SME development efforts have always been the focus of the European Commission. This is entirely justified, since approximately 23 million of these most active companies create more than half of the “union” GNP. In this regard, on January 31 of this year, the European Commission began the stage of public consultations on the draft Law for Small Companies (Information message – IP / 08/165, Brussels, 1 st February 2008). The main goal of the law is to put SMEs at the center of all decisions taken at the EU level and to ensure maximum conditions for their development.
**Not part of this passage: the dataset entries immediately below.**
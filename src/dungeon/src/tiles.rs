// src/dungeon/src/tiles.rs
use serde::{Deserialize, Serialize};

use crate::GridPosition;

/// 地形类型枚举
#[derive(Copy, Clone, Debug, PartialEq, Eq, Serialize, Deserialize)]
pub enum TerrainKind {
    /// 普通地板
    Floor,
    /// 墙壁
    Wall,
    /// 回复泉水
    Fountain,
    /// 楼梯(上下层)
    Stairs(StairDirection),
}

impl TerrainKind {
    /// Whether the player steps onto this cell instead of triggering it.
    pub fn is_walkable(self) -> bool {
        matches!(self, TerrainKind::Floor | TerrainKind::Stairs(_))
    }
}

/// 楼梯方向
#[derive(Copy, Clone, Debug, PartialEq, Eq, Serialize, Deserialize)]
pub enum StairDirection {
    /// 上楼 (`<`)
    Up,
    /// 下楼 (`>`)
    Down,
}

impl StairDirection {
    /// Floor index change on arrival.
    pub fn floor_delta(self) -> i32 {
        match self {
            StairDirection::Up => -1,
            StairDirection::Down => 1,
        }
    }
}

/// Answers "what terrain occupies this cell?".
pub trait TerrainMap {
    fn query_cell(&self, pos: GridPosition) -> TerrainKind;
}

/// One rectangular grid per floor. Anything outside the grid reads as wall.
#[derive(Clone, Debug, Serialize, Deserialize)]
pub struct FloorMap {
    width: i32,
    height: i32,
    floors: Vec<Vec<TerrainKind>>,
}

impl FloorMap {
    /// `floors` walled-in rooms of the given size.
    pub fn walled(width: i32, height: i32, floors: usize) -> Self {
        let mut cells = Vec::with_capacity((width * height).max(0) as usize);
        for y in 0..height {
            for x in 0..width {
                let border = x == 0 || y == 0 || x == width - 1 || y == height - 1;
                cells.push(if border {
                    TerrainKind::Wall
                } else {
                    TerrainKind::Floor
                });
            }
        }
        Self {
            width,
            height,
            floors: vec![cells; floors],
        }
    }

    fn index(&self, pos: GridPosition) -> Option<(usize, usize)> {
        let in_bounds = pos.x >= 0 && pos.y >= 0 && pos.x < self.width && pos.y < self.height;
        let floor = usize::try_from(pos.floor).ok()?;
        if !in_bounds || floor >= self.floors.len() {
            return None;
        }
        Some((floor, (pos.y * self.width + pos.x) as usize))
    }

    /// Overwrites one cell. Out-of-range positions are ignored.
    pub fn set(&mut self, pos: GridPosition, kind: TerrainKind) {
        if let Some((floor, idx)) = self.index(pos) {
            self.floors[floor][idx] = kind;
        }
    }

    /// Builder form of [`FloorMap::set`].
    pub fn with(mut self, pos: GridPosition, kind: TerrainKind) -> Self {
        self.set(pos, kind);
        self
    }

    /// Horizontal wall on `floor` from `x1` to `x2` inclusive.
    pub fn with_hwall(mut self, floor: i32, y: i32, x1: i32, x2: i32) -> Self {
        for x in x1..=x2 {
            self.set(GridPosition::new(x, y, floor), TerrainKind::Wall);
        }
        self
    }

    /// Vertical wall on `floor` from `y1` to `y2` inclusive.
    pub fn with_vwall(mut self, floor: i32, x: i32, y1: i32, y2: i32) -> Self {
        for y in y1..=y2 {
            self.set(GridPosition::new(x, y, floor), TerrainKind::Wall);
        }
        self
    }
}

impl TerrainMap for FloorMap {
    fn query_cell(&self, pos: GridPosition) -> TerrainKind {
        self.index(pos)
            .map_or(TerrainKind::Wall, |(floor, idx)| self.floors[floor][idx])
    }
}

#[cfg(test)]
mod tests {
    use super::*;

    #[test]
    fn walled_room_has_border() {
        let map = FloorMap::walled(5, 4, 1);
        assert_eq!(map.query_cell(GridPosition::new(0, 2, 0)), TerrainKind::Wall);
        assert_eq!(map.query_cell(GridPosition::new(2, 2, 0)), TerrainKind::Floor);
        assert_eq!(map.query_cell(GridPosition::new(4, 3, 0)), TerrainKind::Wall);
    }

    #[test]
    fn outside_the_grid_is_wall() {
        let map = FloorMap::walled(5, 5, 2);
        assert_eq!(map.query_cell(GridPosition::new(-1, 2, 0)), TerrainKind::Wall);
        assert_eq!(map.query_cell(GridPosition::new(2, 2, 2)), TerrainKind::Wall);
        assert_eq!(map.query_cell(GridPosition::new(2, 2, -1)), TerrainKind::Wall);
    }

    #[test]
    fn set_and_walls() {
        let map = FloorMap::walled(8, 8, 1)
            .with(GridPosition::new(3, 3, 0), TerrainKind::Fountain)
            .with_hwall(0, 5, 1, 6);
        assert_eq!(map.query_cell(GridPosition::new(3, 3, 0)), TerrainKind::Fountain);
        assert_eq!(map.query_cell(GridPosition::new(4, 5, 0)), TerrainKind::Wall);
        assert!(!map.query_cell(GridPosition::new(4, 5, 0)).is_walkable());
        assert!(TerrainKind::Stairs(StairDirection::Down).is_walkable());
    }
}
It is expected that as a result of intensive discussions (they will officially begin on February 6 and last until March), conditions will be created to reduce administrative barriers, more active participation of SMEs in public-private contracts, provide financial assistance and ensure survival in times of globalization and climate change.

Obviously, such tasks have become not only the main element of the LSC, but also an important part of the European Commission’s strategy for economic development and employment. Commenting on the start of the public discussion, Günter Verheugen, European Commission Vice President responsible for the EU business and industry sector, noted that today no one doubts the important role of SMEs in the economic development of the region. However, we must fully disclose all the possibilities of SMEs, he said. And he added – it is important that we take into account all the problems that stand in the way of the development of SMEs, so we must take into account all the comments and considerations from as many people as possible.

Six priorities

The preliminary document on the LSC submitted for discussion contains six main problem blocks:

improved legislation on SMEs;
giving them a higher status in society;
providing access to modern markets;
improving the financial aspects of SMEs, training and innovation;
optimal consideration of environmental requirements;
actively implementing the EU SME policy.

On them will be held discussions and discussions. It is expected that the discussions will end in March, and by June a panel of experts should prepare a draft taking into account the most important comments and additions. Then the draft will be considered by the European Parliament and agreed with the countries before it becomes the subject of a vote in the Council of Ministers and then – the law for the entire EU-27. Given the summer months, the time for discussion and adoption of such an important law is clearly not enough.